DATA FOR THIS EXERCISE:
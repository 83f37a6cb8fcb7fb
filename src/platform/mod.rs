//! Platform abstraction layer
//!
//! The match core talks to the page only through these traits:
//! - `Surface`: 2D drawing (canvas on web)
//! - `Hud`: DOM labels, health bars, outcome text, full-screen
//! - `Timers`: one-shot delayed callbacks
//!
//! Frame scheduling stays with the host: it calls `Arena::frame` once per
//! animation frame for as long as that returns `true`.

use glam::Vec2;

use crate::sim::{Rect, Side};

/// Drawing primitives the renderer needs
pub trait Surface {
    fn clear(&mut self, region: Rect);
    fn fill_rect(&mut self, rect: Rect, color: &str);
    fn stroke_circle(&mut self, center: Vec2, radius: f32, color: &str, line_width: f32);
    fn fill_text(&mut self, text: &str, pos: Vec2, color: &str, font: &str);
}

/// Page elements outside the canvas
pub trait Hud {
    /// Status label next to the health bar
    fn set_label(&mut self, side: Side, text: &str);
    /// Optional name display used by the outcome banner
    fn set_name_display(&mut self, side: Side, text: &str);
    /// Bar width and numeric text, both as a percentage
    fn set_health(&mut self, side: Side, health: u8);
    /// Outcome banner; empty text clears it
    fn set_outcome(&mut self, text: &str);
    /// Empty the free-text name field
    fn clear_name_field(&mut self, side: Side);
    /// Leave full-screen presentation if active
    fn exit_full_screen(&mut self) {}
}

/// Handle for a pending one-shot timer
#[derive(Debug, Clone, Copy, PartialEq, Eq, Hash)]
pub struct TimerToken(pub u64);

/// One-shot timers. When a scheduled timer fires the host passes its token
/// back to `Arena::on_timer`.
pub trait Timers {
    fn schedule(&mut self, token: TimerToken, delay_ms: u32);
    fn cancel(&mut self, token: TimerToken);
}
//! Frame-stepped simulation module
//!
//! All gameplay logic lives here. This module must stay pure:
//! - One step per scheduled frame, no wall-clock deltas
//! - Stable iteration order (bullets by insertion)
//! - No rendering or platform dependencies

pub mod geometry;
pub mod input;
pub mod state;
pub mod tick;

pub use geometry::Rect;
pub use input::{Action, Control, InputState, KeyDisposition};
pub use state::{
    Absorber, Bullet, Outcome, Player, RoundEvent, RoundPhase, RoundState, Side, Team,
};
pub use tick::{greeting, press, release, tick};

--

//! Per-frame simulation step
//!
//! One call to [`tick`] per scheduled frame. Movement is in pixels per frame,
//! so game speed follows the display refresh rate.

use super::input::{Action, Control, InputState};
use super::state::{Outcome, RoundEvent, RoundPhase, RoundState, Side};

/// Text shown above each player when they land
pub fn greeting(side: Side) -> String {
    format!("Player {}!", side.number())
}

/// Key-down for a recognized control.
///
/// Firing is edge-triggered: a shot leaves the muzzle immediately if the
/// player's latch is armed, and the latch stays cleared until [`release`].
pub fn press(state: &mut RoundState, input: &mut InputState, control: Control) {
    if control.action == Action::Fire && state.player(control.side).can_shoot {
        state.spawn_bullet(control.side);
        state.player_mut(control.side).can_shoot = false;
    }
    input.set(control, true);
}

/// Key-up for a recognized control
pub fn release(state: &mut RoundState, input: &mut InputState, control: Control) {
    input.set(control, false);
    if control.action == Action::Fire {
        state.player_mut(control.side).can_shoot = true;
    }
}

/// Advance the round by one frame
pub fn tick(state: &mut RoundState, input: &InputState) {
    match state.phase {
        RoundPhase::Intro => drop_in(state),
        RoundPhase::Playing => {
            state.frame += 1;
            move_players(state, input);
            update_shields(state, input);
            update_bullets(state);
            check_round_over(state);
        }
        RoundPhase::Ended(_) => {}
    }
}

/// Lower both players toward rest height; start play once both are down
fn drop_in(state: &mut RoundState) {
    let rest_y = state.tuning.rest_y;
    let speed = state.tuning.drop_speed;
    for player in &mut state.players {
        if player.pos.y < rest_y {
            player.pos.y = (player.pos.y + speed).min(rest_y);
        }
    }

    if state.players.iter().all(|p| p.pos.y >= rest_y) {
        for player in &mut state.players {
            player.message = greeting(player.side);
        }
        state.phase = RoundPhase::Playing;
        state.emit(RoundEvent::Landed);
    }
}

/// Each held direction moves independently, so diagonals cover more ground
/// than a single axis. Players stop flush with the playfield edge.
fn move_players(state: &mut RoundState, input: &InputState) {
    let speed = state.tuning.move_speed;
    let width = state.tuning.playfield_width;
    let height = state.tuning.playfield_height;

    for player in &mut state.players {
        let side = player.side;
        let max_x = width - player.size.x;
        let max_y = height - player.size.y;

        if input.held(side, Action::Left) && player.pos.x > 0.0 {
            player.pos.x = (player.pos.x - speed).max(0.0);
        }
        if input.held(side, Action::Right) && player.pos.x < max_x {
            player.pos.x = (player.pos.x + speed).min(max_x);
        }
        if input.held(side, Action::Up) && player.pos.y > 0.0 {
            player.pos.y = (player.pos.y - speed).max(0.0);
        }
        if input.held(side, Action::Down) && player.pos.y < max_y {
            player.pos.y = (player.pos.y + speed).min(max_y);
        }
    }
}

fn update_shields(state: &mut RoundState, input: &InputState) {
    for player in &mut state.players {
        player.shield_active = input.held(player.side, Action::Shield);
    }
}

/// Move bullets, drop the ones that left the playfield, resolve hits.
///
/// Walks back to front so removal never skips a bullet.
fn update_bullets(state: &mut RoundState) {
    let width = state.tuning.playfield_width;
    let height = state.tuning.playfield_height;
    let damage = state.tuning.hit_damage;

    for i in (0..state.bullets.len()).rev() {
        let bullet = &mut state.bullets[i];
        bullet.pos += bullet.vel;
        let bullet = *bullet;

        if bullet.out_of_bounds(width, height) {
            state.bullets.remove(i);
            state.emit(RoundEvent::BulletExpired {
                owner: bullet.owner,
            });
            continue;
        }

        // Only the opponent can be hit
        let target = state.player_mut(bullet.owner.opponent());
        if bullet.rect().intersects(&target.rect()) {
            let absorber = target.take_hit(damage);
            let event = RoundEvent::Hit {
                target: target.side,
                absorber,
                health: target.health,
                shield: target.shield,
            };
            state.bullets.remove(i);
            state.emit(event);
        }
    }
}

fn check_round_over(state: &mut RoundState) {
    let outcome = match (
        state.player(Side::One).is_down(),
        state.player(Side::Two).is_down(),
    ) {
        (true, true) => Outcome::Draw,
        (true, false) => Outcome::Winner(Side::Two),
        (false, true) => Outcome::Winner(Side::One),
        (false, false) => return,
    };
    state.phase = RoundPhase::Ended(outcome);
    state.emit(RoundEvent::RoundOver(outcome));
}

TASK REQUIREMENTS: Where the listing above reaches the line that contains "repository 83f37a6cb8fcb7fb", start retyping, and finish with the line that contains "Frame scheduling stays"; reproduce those lines exactly and no others.

WORKED SOLUTION:
repository 83f37a6cb8fcb7fb
filename src/platform/mod.rs
//! Platform abstraction layer
//!
//! The match core talks to the page only through these traits:
//! - `Surface`: 2D drawing (canvas on web)
//! - `Hud`: DOM labels, health bars, outcome text, full-screen
//! - `Timers`: one-shot delayed callbacks
//!
//! Frame scheduling stays with the host: it calls `Arena::frame` once per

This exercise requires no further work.